Phillip Neuhart, director of market and economic research at First Citizens, commented, "While the data doesn't rule out the possibility of Fed action this year, it does reduce the likelihood of the Fed cutting the overnight rate in the next few months."

The Bureau of Labor Statistics from the Labor Department reported that the consumer price index increased by 0.4% last month, following a similar rise in February. Gasoline prices went up by 1.7% after a 3.8% increase in February. Shelter costs, including rents, also rose by 0.4%, which was the same as the gain in February.

Reuters Graphics

Gasoline and housing made up over 50% of the CPI's rise. While food prices increased by 0.1%, grocery food inflation remained the same due to decreases in the prices of butter, cereals, and bakery products, which saw their biggest monthly drop since 1989.

Meat and egg prices increased, while there was a slight rise in fruit and vegetable prices. The Consumer Price Index (CPI) rose 3.5% in the 12 months leading up to March, the highest increase since September. This was partly due to the drop of last year's low reading from the calculation. Economists had predicted a 0.3% monthly increase and a 3.4% year-on-year increase in the CPI.

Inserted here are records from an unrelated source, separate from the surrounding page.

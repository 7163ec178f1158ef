//! Task list ordering and the deadline/priority toggle rules.
//!
//! The four variants form a 2x2 grid over {deadline active, priority active}.
//! Toggling one criterion never changes whether the other one is active, and
//! applying the same toggle twice is a no-op.

use std::fmt;
use std::str::FromStr;

use serde::{Deserialize, Serialize};

use crate::errors::ModelError;

#[derive(Copy, Clone, Debug, Default, PartialEq, Eq, Hash, Serialize, Deserialize)]
pub enum SortOrder {
    #[default]
    #[serde(rename = "NONE")]
    None,
    #[serde(rename = "BY_DEADLINE")]
    ByDeadline,
    #[serde(rename = "BY_PRIORITY")]
    ByPriority,
    #[serde(rename = "BY_DEADLINE_AND_PRIORITY")]
    ByDeadlineAndPriority,
}

impl SortOrder {
    pub const ALL: [SortOrder; 4] = [
        SortOrder::None,
        SortOrder::ByDeadline,
        SortOrder::ByPriority,
        SortOrder::ByDeadlineAndPriority,
    ];

    /// Persisted name of the variant.
    pub fn as_str(self) -> &'static str {
        match self {
            SortOrder::None => "NONE",
            SortOrder::ByDeadline => "BY_DEADLINE",
            SortOrder::ByPriority => "BY_PRIORITY",
            SortOrder::ByDeadlineAndPriority => "BY_DEADLINE_AND_PRIORITY",
        }
    }

    pub fn by_deadline(self) -> bool {
        matches!(self, SortOrder::ByDeadline | SortOrder::ByDeadlineAndPriority)
    }

    pub fn by_priority(self) -> bool {
        matches!(self, SortOrder::ByPriority | SortOrder::ByDeadlineAndPriority)
    }

    pub fn from_flags(deadline: bool, priority: bool) -> Self {
        match (deadline, priority) {
            (false, false) => SortOrder::None,
            (true, false) => SortOrder::ByDeadline,
            (false, true) => SortOrder::ByPriority,
            (true, true) => SortOrder::ByDeadlineAndPriority,
        }
    }

    /// Order after switching deadline sorting on or off; priority is kept.
    pub fn with_deadline(self, enable: bool) -> Self {
        Self::from_flags(enable, self.by_priority())
    }

    /// Order after switching priority sorting on or off; deadline is kept.
    pub fn with_priority(self, enable: bool) -> Self {
        Self::from_flags(self.by_deadline(), enable)
    }
}

impl fmt::Display for SortOrder {
    fn fmt(&self, f: &mut fmt::Formatter<'_>) -> fmt::Result {
        f.write_str(self.as_str())
    }
}

impl FromStr for SortOrder {
    type Err = ModelError;

    /// Exact, case-sensitive match on the persisted name.
    fn from_str(s: &str) -> Result<Self, Self::Err> {
        SortOrder::ALL
            .into_iter()
            .find(|o| o.as_str() == s)
            .ok_or_else(|| ModelError::UnknownSortOrder(s.to_string()))
    }
}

Although the annual inflation rate has decreased from its peak of 9.1% in June 2022, the trend towards lower inflation has slowed down recently. The Federal Reserve has a 2% inflation target, and the measures it uses for monetary policy are significantly below the CPI rate.

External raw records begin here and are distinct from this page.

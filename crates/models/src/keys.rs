//! Persisted preference identifiers.
//!
//! Both keys live under one logical namespace; adapters decide how the
//! namespace maps onto storage (file stem, table, prefix).

/// Namespace holding every user preference entry.
pub const USER_PREFERENCES_NAME: &str = "user_preferences";

#[derive(Copy, Clone, Debug, PartialEq, Eq, Hash)]
pub enum PreferenceKey {
    /// Boolean: whether completed tasks are listed.
    ShowCompleted,
    /// String: one of the `SortOrder` names.
    SortOrder,
}

impl PreferenceKey {
    pub const ALL: [PreferenceKey; 2] = [PreferenceKey::ShowCompleted, PreferenceKey::SortOrder];

    pub fn name(self) -> &'static str {
        match self {
            PreferenceKey::ShowCompleted => "show_completed",
            PreferenceKey::SortOrder => "sort_order",
        }
    }
}

impl std::fmt::Display for PreferenceKey {
    fn fmt(&self, f: &mut std::fmt::Formatter<'_>) -> std::fmt::Result {
        f.write_str(self.name())
    }
}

President Joe Biden called on corporations, including grocery retailers, to lower prices using their record profits. He also announced plans to reduce housing costs by constructing and renovating over two million homes. A government watchdog organization, Accountable.US, criticized what it described as corporate greed contributing to persistently high inflation.

Reuters Graphics

Shortly after the release of the data, financial markets adjusted their expectations for the first rate cut, moving it from June to September, as indicated by CME's FedWatch Tool. The new expectation is for only two rate cuts, down from the three anticipated by Fed officials last month. Some economists believe that the opportunity for rate cuts may be diminishing.

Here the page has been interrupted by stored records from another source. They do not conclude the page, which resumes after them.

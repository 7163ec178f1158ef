use std::{collections::VecDeque, sync::Arc};

use async_trait::async_trait;
use futures_util::{stream, StreamExt};
use models::RawPreferences;
use tokio::sync::{watch, Mutex, RwLock};

use super::{Mutation, PreferenceStore, SnapshotStream};
use crate::errors::ServiceError;

/// In-process preference store with injectable faults, for tests and
/// embedders that do not need persistence.
#[derive(Clone)]
pub struct MemoryPreferencesStore {
    inner: Arc<Inner>,
}

struct Inner {
    data: RwLock<RawPreferences>,
    version: watch::Sender<u64>,
    read_faults: Mutex<VecDeque<ServiceError>>,
    commit_faults: Mutex<VecDeque<ServiceError>>,
}

impl Default for MemoryPreferencesStore {
    fn default() -> Self {
        Self::with_snapshot(RawPreferences::new())
    }
}

impl MemoryPreferencesStore {
    pub fn new() -> Self {
        Self::default()
    }

    pub fn with_snapshot(snapshot: RawPreferences) -> Self {
        let (version, _) = watch::channel(0);
        Self {
            inner: Arc::new(Inner {
                data: RwLock::new(snapshot),
                version,
                read_faults: Mutex::new(VecDeque::new()),
                commit_faults: Mutex::new(VecDeque::new()),
            }),
        }
    }

    pub async fn snapshot(&self) -> RawPreferences {
        self.inner.data.read().await.clone()
    }

    /// Replace the snapshot without going through a transaction and wake
    /// observers.
    pub async fn overwrite(&self, snapshot: RawPreferences) {
        *self.inner.data.write().await = snapshot;
        self.inner.version.send_modify(|v| *v += 1);
    }

    /// The next tick produced by any subscriber fails with `err`.
    pub async fn fail_next_read(&self, err: ServiceError) {
        self.inner.read_faults.lock().await.push_back(err);
    }

    /// The next transaction fails with `err` before applying its mutation.
    pub async fn fail_next_commit(&self, err: ServiceError) {
        self.inner.commit_faults.lock().await.push_back(err);
    }
}

#[async_trait]
impl PreferenceStore for MemoryPreferencesStore {
    fn data(&self) -> SnapshotStream {
        let rx = self.inner.version.subscribe();
        // weak so an open stream does not keep the store alive
        let inner = Arc::downgrade(&self.inner);
        stream::unfold((rx, true), move |(mut rx, first)| {
            let inner = inner.clone();
            async move {
                if !first && rx.changed().await.is_err() {
                    return None;
                }
                rx.borrow_and_update();
                let inner = inner.upgrade()?;
                let tick = match inner.read_faults.lock().await.pop_front() {
                    Some(err) => Err(err),
                    None => Ok(inner.data.read().await.clone()),
                };
                Some((tick, (rx, false)))
            }
        })
        .boxed()
    }

    async fn transact(&self, mutation: Mutation) -> Result<(), ServiceError> {
        let mut data = self.inner.data.write().await;
        if let Some(err) = self.inner.commit_faults.lock().await.pop_front() {
            return Err(err);
        }
        let mut next = data.clone();
        mutation(&mut next)?;
        if next != *data {
            *data = next;
            drop(data);
            self.inner.version.send_modify(|v| *v += 1);
        }
        Ok(())
    }
}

The minutes of the Fed's March 19-20 meeting, published on Wednesday, revealed concerns among policymakers that progress on inflation may have stalled. The central bank has maintained its policy rate in the 5.25%-5.50% range since July and has increased the benchmark overnight interest rate by 525 basis points since March 2022.

Charlie Ripley, senior investment strategist at Allianz Investment Management in Minneapolis, commented that the strong inflation data will likely prompt the Fed to reassess their monetary policy plans for the year.

Following this news, stocks on Wall Street experienced a decline, the dollar strengthened against a basket of currencies, and U.S. Treasury yields increased.

Despite these developments, economists noted that excluding the volatile food and energy components, the CPI increased by 0.4% last month, indicating that inflation is not spiraling out of control. The monthly core CPI was driven by rises in rents, owners' equivalent rent (OER), motor vehicle insurance, motor vehicle repairs, and healthcare costs.

While there were also price increases in apparel and personal care, prices for used cars and trucks, recreation, and new vehicles decreased. Additionally, airline tickets became more affordable and the price of hotel and motel rooms remained unchanged.

Goods prices edged up by 0.1%, but excluding food and energy, they declined by 0.2%.